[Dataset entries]
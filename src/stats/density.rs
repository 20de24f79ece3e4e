//! Kernel density estimation with the Epanechnikov kernel.

use serde::{Deserialize, Serialize};

use super::validate;
use crate::error::{Error, Result};

/// Number of evaluation points used for density curves.
pub const DEFAULT_DENSITY_POINTS: usize = 100;

/// A density curve sample.
#[derive(Debug, Clone, Copy, PartialEq, Serialize, Deserialize)]
pub struct DensityPoint {
    /// Evaluation position in data units.
    pub position: f32,
    /// Estimated density at `position`.
    pub density: f32,
}

/// Epanechnikov kernel: `0.75 * (1 - u^2)` for `|u| <= 1`, else 0.
#[inline]
#[must_use]
pub fn epanechnikov(u: f32) -> f32 {
    if u.abs() <= 1.0 {
        0.75 * (1.0 - u * u)
    } else {
        0.0
    }
}

/// `n` evenly spaced positions from `domain.0` to `domain.1` inclusive.
#[must_use]
pub fn linspace(domain: (f32, f32), n: usize) -> Vec<f32> {
    let (lo, hi) = domain;
    match n {
        0 => Vec::new(),
        1 => vec![lo],
        _ => {
            let last = (n - 1) as f32;
            (0..n).map(|i| if i == n - 1 { hi } else { lo + (hi - lo) * i as f32 / last }).collect()
        }
    }
}

/// Estimate the density of `data` at each of `positions`.
///
/// `density(t) = (1 / (n * h)) * sum K((t - x_i) / h)`.
///
/// # Errors
///
/// Returns [`Error::EmptyDataset`] for empty data, [`Error::InvalidDomain`]
/// for non-finite data and [`Error::InvalidBandwidth`] unless `bandwidth`
/// is positive and finite.
pub fn kde(data: &[f32], bandwidth: f32, positions: &[f32]) -> Result<Vec<DensityPoint>> {
    validate(data)?;
    if !(bandwidth > 0.0 && bandwidth.is_finite()) {
        return Err(Error::InvalidBandwidth(bandwidth));
    }

    let norm = 1.0 / (data.len() as f32 * bandwidth);
    Ok(positions
        .iter()
        .map(|&t| {
            let sum: f32 = data.iter().map(|&x| epanechnikov((t - x) / bandwidth)).sum();
            DensityPoint { position: t, density: sum * norm }
        })
        .collect())
}

#[cfg(test)]
mod tests {
    use super::*;

    #[test]
    fn test_epanechnikov() {
        assert!((epanechnikov(0.0) - 0.75).abs() < 1e-6);
        assert!((epanechnikov(0.5) - 0.5625).abs() < 1e-6);
        assert_eq!(epanechnikov(1.0), 0.0);
        assert_eq!(epanechnikov(-1.5), 0.0);
    }

    #[test]
    fn test_linspace() {
        assert_eq!(linspace((0.0, 1.0), 5), vec![0.0, 0.25, 0.5, 0.75, 1.0]);
        assert_eq!(linspace((2.0, 3.0), 1), vec![2.0]);
        assert!(linspace((0.0, 1.0), 0).is_empty());
    }

    #[test]
    fn test_kde_single_point() {
        let curve = kde(&[0.0], 2.0, &[0.0, 1.0, 3.0]).expect("operation should succeed");
        // 0.75 / 2
        assert!((curve[0].density - 0.375).abs() < 1e-6);
        assert!((curve[1].density - 0.75 * 0.75 / 2.0).abs() < 1e-6);
        assert_eq!(curve[2].density, 0.0);
    }

    #[test]
    fn test_kde_integrates_to_one() {
        let data = [1.0, 2.0, 2.5, 4.0, 7.0];
        let positions = linspace((-5.0, 15.0), 2001);
        let curve = kde(&data, 1.5, &positions).expect("operation should succeed");
        let dx = 20.0 / 2000.0;
        let area: f32 = curve.iter().map(|p| p.density * dx).sum();
        assert!((area - 1.0).abs() < 0.01, "area = {area}");
    }

    #[test]
    fn test_kde_errors() {
        assert_eq!(kde(&[1.0], 0.0, &[0.0]), Err(Error::InvalidBandwidth(0.0)));
        assert_eq!(kde(&[1.0], -1.0, &[0.0]), Err(Error::InvalidBandwidth(-1.0)));
        assert!(matches!(kde(&[1.0], f32::NAN, &[0.0]), Err(Error::InvalidBandwidth(_))));
        assert!(matches!(kde(&[], 1.0, &[0.0]), Err(Error::EmptyDataset { .. })));
    }
}

#[cfg(test)]
mod proptests {
    use super::*;
    use proptest::prelude::*;

    proptest! {
        #![proptest_config(ProptestConfig::with_cases(200))]

        /// Density is never negative.
        #[test]
        fn prop_density_non_negative(
            data in prop::collection::vec(-100f32..100.0, 1..100),
            h in 0.01f32..50.0,
            t in -200f32..200.0,
        ) {
            let curve = kde(&data, h, &[t]).unwrap();
            prop_assert!(curve[0].density >= 0.0);
        }
    }
}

EXERCISE GOAL - Your reply should repeat the entries above in full, with every character intact.

WRITTEN RESPONSE -
filename src/stats/density.rs
repository 20de24f79ece3e4e
//! Kernel density estimation with the Epanechnikov kernel.

use serde::{Deserialize, Serialize};

use super::validate;
use crate::error::{Error, Result};

/// Number of evaluation points used for density curves.
pub const DEFAULT_DENSITY_POINTS: usize = 100;

/// A density curve sample.
#[derive(Debug, Clone, Copy, PartialEq, Serialize, Deserialize)]
pub struct DensityPoint {
    /// Evaluation position in data units.
    pub position: f32,
    /// Estimated density at `position`.
    pub density: f32,
}

/// Epanechnikov kernel: `0.75 * (1 - u^2)` for `|u| <= 1`, else 0.
#[inline]
#[must_use]
pub fn epanechnikov(u: f32) -> f32 {
    if u.abs() <= 1.0 {
        0.75 * (1.0 - u * u)
    } else {
        0.0
    }
}

/// `n` evenly spaced positions from `domain.0` to `domain.1` inclusive.
#[must_use]
pub fn linspace(domain: (f32, f32), n: usize) -> Vec<f32> {
    let (lo, hi) = domain;
    match n {
        0 => Vec::new(),
        1 => vec![lo],
        _ => {
            let last = (n - 1) as f32;
            (0..n).map(|i| if i == n - 1 { hi } else { lo + (hi - lo) * i as f32 / last }).collect()
        }
    }
}

/// Estimate the density of `data` at each of `positions`.
///
/// `density(t) = (1 / (n * h)) * sum K((t - x_i) / h)`.
///
/// # Errors
///
/// Returns [`Error::EmptyDataset`] for empty data, [`Error::InvalidDomain`]
/// for non-finite data and [`Error::InvalidBandwidth`] unless `bandwidth`
/// is positive and finite.
pub fn kde(data: &[f32], bandwidth: f32, positions: &[f32]) -> Result<Vec<DensityPoint>> {
    validate(data)?;
    if !(bandwidth > 0.0 && bandwidth.is_finite()) {
        return Err(Error::InvalidBandwidth(bandwidth));
    }

    let norm = 1.0 / (data.len() as f32 * bandwidth);
    Ok(positions
        .iter()
        .map(|&t| {
            let sum: f32 = data.iter().map(|&x| epanechnikov((t - x) / bandwidth)).sum();
            DensityPoint { position: t, density: sum * norm }
        })
        .collect())
}

#[cfg(test)]
mod tests {
    use super::*;

    #[test]
    fn test_epanechnikov() {
        assert!((epanechnikov(0.0) - 0.75).abs() < 1e-6);
        assert!((epanechnikov(0.5) - 0.5625).abs() < 1e-6);
        assert_eq!(epanechnikov(1.0), 0.0);
        assert_eq!(epanechnikov(-1.5), 0.0);
    }

    #[test]
    fn test_linspace() {
        assert_eq!(linspace((0.0, 1.0), 5), vec![0.0, 0.25, 0.5, 0.75, 1.0]);
        assert_eq!(linspace((2.0, 3.0), 1), vec![2.0]);
        assert!(linspace((0.0, 1.0), 0).is_empty());
    }

    #[test]
    fn test_kde_single_point() {
        let curve = kde(&[0.0], 2.0, &[0.0, 1.0, 3.0]).expect("operation should succeed");
        // 0.75 / 2
        assert!((curve[0].density - 0.375).abs() < 1e-6);
        assert!((curve[1].density - 0.75 * 0.75 / 2.0).abs() < 1e-6);
        assert_eq!(curve[2].density, 0.0);
    }

    #[test]
    fn test_kde_integrates_to_one() {
        let data = [1.0, 2.0, 2.5, 4.0, 7.0];
        let positions = linspace((-5.0, 15.0), 2001);
        let curve = kde(&data, 1.5, &positions).expect("operation should succeed");
        let dx = 20.0 / 2000.0;
        let area: f32 = curve.iter().map(|p| p.density * dx).sum();
        assert!((area - 1.0).abs() < 0.01, "area = {area}");
    }

    #[test]
    fn test_kde_errors() {
        assert_eq!(kde(&[1.0], 0.0, &[0.0]), Err(Error::InvalidBandwidth(0.0)));
        assert_eq!(kde(&[1.0], -1.0, &[0.0]), Err(Error::InvalidBandwidth(-1.0)));
        assert!(matches!(kde(&[1.0], f32::NAN, &[0.0]), Err(Error::InvalidBandwidth(_))));
        assert!(matches!(kde(&[], 1.0, &[0.0]), Err(Error::EmptyDataset { .. })));
    }
}

#[cfg(test)]
mod proptests {
    use super::*;
    use proptest::prelude::*;

    proptest! {
        #![proptest_config(ProptestConfig::with_cases(200))]

        /// Density is never negative.
        #[test]
        fn prop_density_non_negative(
            data in prop::collection::vec(-100f32..100.0, 1..100),
            h in 0.01f32..50.0,
            t in -200f32..200.0,
        ) {
            let curve = kde(&data, h, &[t]).unwrap();
            prop_assert!(curve[0].density >= 0.0);
        }
    }
}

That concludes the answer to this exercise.